Respondent obtained permission ex parte to enforce Award against MP Funds in Cayman Islands on 26 October 2016 - Permission set aside on MP Funds’ application on 19 February 2019 - Cayman Islands CA set order aside on 11 August 2020 - MP Funds appealed to PC as of right –

Said: (i) MP Funds not estopped from denying they were parties to AA and/or that issues in arbitration beyond AA scope; (ii) CA wrong to find that Award enforcement consistent with Cayman standards of due process and public policy; (iii) claim for tortious damages (which founded Award) not within scope of  submission to arbitration; and (iv) CA failed to consider whether AA scope limited to non-compete obligations in Aditamento –

PC dismissed appeal – Said relevant international convention required CICA to enforce Award.

United Kindom Supreme Court

Public body, costs award against, competition law

Competition and Markets Authority v Flynn Pharma and anor; Competition and Markets Authority v Pfizer Inc and anor [2022] UKSC 14 (25 May 2022)

Successful appeals from CA – CMA public body that investigated companies suspected of breaching competition law and penalised those found to have done so – F and P both pharmaceutical companies CMA fined for breaching Competition Act 1998 regarding supply of prescription epilepsy drugs - Both companies appealed to the Competition Appeal Tribunal (CAT) challenging CMA’s decision - CAT allowed appeals in part, set aside part of CMA’s decision, and remitted case to CMA for reconsideration - CAT also ordered CMA pay companies some appeal costs (CAT’s Costs Ruling) under Rule 104(2) Competition Appeal Tribunal Rules 2015 (2015 Rules).

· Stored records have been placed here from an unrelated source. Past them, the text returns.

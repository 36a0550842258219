//! Client identification utilities
//!
//! Common functions for reading client-supplied headers.

use axum::http::HeaderMap;
use std::net::IpAddr;

/// Error when reading a required header
#[derive(Debug, Clone, PartialEq, Eq, thiserror::Error)]
pub enum HeaderError {
    #[error("Missing required header: {0}")]
    Missing(&'static str),
    #[error("Header {0} is not valid UTF-8")]
    NotUtf8(&'static str),
}

/// Read a header as a trimmed, non-empty string
pub fn required_header<'a>(
    headers: &'a HeaderMap,
    name: &'static str,
) -> Result<&'a str, HeaderError> {
    let value = headers.get(name).ok_or(HeaderError::Missing(name))?;
    let value = value.to_str().map_err(|_| HeaderError::NotUtf8(name))?.trim();
    if value.is_empty() {
        return Err(HeaderError::Missing(name));
    }
    Ok(value)
}

/// Extract client IP address from headers
///
/// Checks X-Forwarded-For header first (for reverse proxy setups),
/// then falls back to direct connection IP.
pub fn extract_client_ip(headers: &HeaderMap, direct_ip: Option<IpAddr>) -> Option<IpAddr> {
    headers
        .get("x-forwarded-for")
        .and_then(|v| v.to_str().ok())
        .and_then(|xff| xff.split(',').next())
        .and_then(|first| first.trim().parse::<IpAddr>().ok())
        .or(direct_ip)
}

/// Key used to bucket per-client counters; falls back to a shared bucket
///
/// `X-Forwarded-For` is client-controlled unless a reverse proxy rewrites it,
/// so it is only read when `trust_forwarded` is set.
pub fn client_key(
    headers: &HeaderMap,
    direct_ip: Option<IpAddr>,
    trust_forwarded: bool,
) -> String {
    let ip = if trust_forwarded {
        extract_client_ip(headers, direct_ip)
    } else {
        direct_ip
    };
    ip.map(|ip| ip.to_string())
        .unwrap_or_else(|| "unknown".to_string())
}
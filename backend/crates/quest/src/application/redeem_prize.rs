//! Redeem Prize Use Case

use std::sync::Arc;

use chrono::Utc;
use kernel::id::{PrizeId, SeekerId};
use serde::Deserialize;

use crate::application::config::QuestConfig;
use crate::domain::entities::{RedemptionReceipt, RedemptionRecord};
use crate::domain::repository::RedemptionRepository;
use crate::domain::value_objects::{CertificateId, Stars};
use crate::error::{QuestError, QuestResult};

/// Input DTO for a redemption
#[derive(Debug, Clone, Deserialize)]
#[serde(rename_all = "camelCase")]
pub struct RedeemInput {
    pub prize_id: PrizeId,
    pub seeker_id: SeekerId,
    /// Price the client displayed; checked against the prize, never charged
    #[serde(default)]
    pub stars_cost: Option<i32>,
}

pub struct RedeemPrizeUseCase<R>
where
    R: RedemptionRepository,
{
    repo: Arc<R>,
    config: Arc<QuestConfig>,
}

impl<R> RedeemPrizeUseCase<R>
where
    R: RedemptionRepository,
{
    pub fn new(repo: Arc<R>, config: Arc<QuestConfig>) -> Self {
        Self { repo, config }
    }

    pub async fn execute(&self, input: RedeemInput) -> QuestResult<RedemptionReceipt> {
        let expected_cost = input
            .stars_cost
            .map(|value| {
                Stars::positive(value)
                    .ok_or_else(|| QuestError::validation("starsCost must be greater than zero"))
            })
            .transpose()?;

        let certificate = CertificateId::generate(&self.config.certificate_prefix);

        let receipt = self
            .repo
            .redeem(
                &input.prize_id,
                &input.seeker_id,
                expected_cost,
                certificate,
                Utc::now(),
            )
            .await?;

        tracing::info!(
            prize_id = %input.prize_id,
            seeker_id = %input.seeker_id,
            certificate_id = %receipt.redemption.certificate_id,
            stars_cost = receipt.redemption.stars_cost.get(),
            remaining_stars = receipt.remaining_stars.get(),
            "Prize redeemed"
        );
        Ok(receipt)
    }

    pub async fn list_all(&self) -> QuestResult<Vec<RedemptionRecord>> {
        self.repo.list_redemptions().await
    }

    pub async fn list_for_seeker(&self, seeker: &SeekerId) -> QuestResult<Vec<RedemptionRecord>> {
        self.repo.list_redemptions_for_seeker(seeker).await
    }
}
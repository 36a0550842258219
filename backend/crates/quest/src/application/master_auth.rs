//! Master Auth Use Case
//!
//! Checks a presented PIN against the configured Quest Master PIN. Attempts
//! are counted by [`PinAttempts`].

use std::sync::Arc;

use platform::crypto::secrets_match;
use platform::rate_limit::RateLimitStore;

use crate::application::config::QuestConfig;
use crate::application::pin_attempts::PinAttempts;
use crate::error::{QuestError, QuestResult};

pub struct MasterAuthUseCase<L>
where
    L: RateLimitStore,
{
    limiter: Arc<L>,
    config: Arc<QuestConfig>,
}

impl<L> MasterAuthUseCase<L>
where
    L: RateLimitStore,
{
    pub fn new(limiter: Arc<L>, config: Arc<QuestConfig>) -> Self {
        Self { limiter, config }
    }

    /// `client_key` identifies the caller (usually its IP address)
    pub async fn verify(&self, pin: Option<&str>, client_key: &str) -> QuestResult<()> {
        let pin = pin.ok_or(QuestError::MasterPinRequired)?;
        let attempts = PinAttempts::new(&*self.limiter, &self.config, "master", client_key);
        let remaining = attempts.admit().await?;

        if !self.config.has_master_pin() || !secrets_match(pin, &self.config.master_pin) {
            attempts.failed().await;
            tracing::warn!(client = %client_key, remaining, "Invalid master PIN");
            return Err(QuestError::InvalidMasterPin);
        }

        attempts.succeeded().await;
        Ok(())
    }
}

#[cfg(test)]
mod tests {
    use super::*;
    use platform::rate_limit::{MemoryRateLimitStore, RateLimitConfig};

    fn use_case(max_attempts: u32) -> MasterAuthUseCase<MemoryRateLimitStore> {
        let config = QuestConfig {
            pin_attempts: RateLimitConfig::new(max_attempts, 60),
            ..QuestConfig::development()
        };
        MasterAuthUseCase::new(Arc::new(MemoryRateLimitStore::new()), Arc::new(config))
    }

    #[tokio::test]
    async fn test_accepts_configured_pin() {
        let auth = use_case(3);
        assert!(auth.verify(Some("0606"), "127.0.0.1").await.is_ok());
    }

    #[tokio::test]
    async fn test_rejects_missing_and_wrong_pin() {
        let auth = use_case(3);
        assert!(matches!(
            auth.verify(None, "127.0.0.1").await,
            Err(QuestError::MasterPinRequired)
        ));
        assert!(matches!(
            auth.verify(Some("1234"), "127.0.0.1").await,
            Err(QuestError::InvalidMasterPin)
        ));
    }

    #[tokio::test]
    async fn test_locks_out_after_repeated_failures() {
        let auth = use_case(2);
        for _ in 0..2 {
            assert!(matches!(
                auth.verify(Some("0000"), "10.0.0.7").await,
                Err(QuestError::InvalidMasterPin)
            ));
        }
        assert!(matches!(
            auth.verify(Some("0606"), "10.0.0.7").await,
            Err(QuestError::TooManyAttempts)
        ));
        // Other clients are not affected
        assert!(auth.verify(Some("0606"), "10.0.0.8").await.is_ok());
    }

    #[tokio::test]
    async fn test_rotating_clients_hit_shared_lockout() {
        let auth = use_case(100);
        let mut throttled = false;
        for n in 0..40 {
            match auth.verify(Some("0000"), &format!("10.{n}.0.1")).await {
                Err(QuestError::InvalidMasterPin) => {}
                Err(QuestError::TooManyAttempts) => {
                    throttled = true;
                    break;
                }
                other => panic!("unexpected result: {other:?}"),
            }
        }
        assert!(throttled);
        assert!(matches!(
            auth.verify(Some("0606"), "10.200.0.1").await,
            Err(QuestError::TooManyAttempts)
        ));
    }

    #[tokio::test]
    async fn test_empty_master_pin_rejects_everything() {
        let auth = MasterAuthUseCase::new(
            Arc::new(MemoryRateLimitStore::new()),
            Arc::new(QuestConfig::default()),
        );
        assert!(matches!(
            auth.verify(Some(""), "127.0.0.1").await,
            Err(QuestError::InvalidMasterPin)
        ));
    }
}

CA set CAT ruling aside and ordered there be no costs order for CAT appeal  - CA said CAT disregarded general legal principle based on line of cases that where no default position expressed in wording of power to award costs, starting point was no costs order should be made against public body such as CMA when it was unsuccessful bringing or defending proceedings when exercising statutory functions - Starting point could be departed from where there was good reason, such as unreasonable conduct - No such factor here -

Companies appealed to SC, saying there was no such legal principle – SC unanimously allowed appeals – Said CAT generally applied starting point in Competition Act 1998 appeals that unsuccessful party paid successful party’s costs (“costs follow the event”) – Said no generally applicable principle that public bodies should enjoy protected costs position when they lost  cases - Principal line of cases supported was, rather, that important factor when determining costs awards was risk of chilling effect on public body conduct if costs orders routinely made against it when unsuccessful, even where acted reasonably - Whether real risk of chilling effect depended on facts and circumstances of public body in question and nature of  decision defended – Risk could not be assumed just because respondent to appeal was body acting in public interest – On whether CAT correct to adopt “costs follow the event” starting point, SC said practice well-established when 2015 Rules introduced preserving CAT’s broad costs discretion conferred by earlier versions of those rules – Also good policy reasons to adopt starting point of costs follow event - Right that CMA subjected to discipline associated with having to pay successful Appellant’s costs if ultimately CAT concluded CMA’s actions not well–founded – Appeals allowed.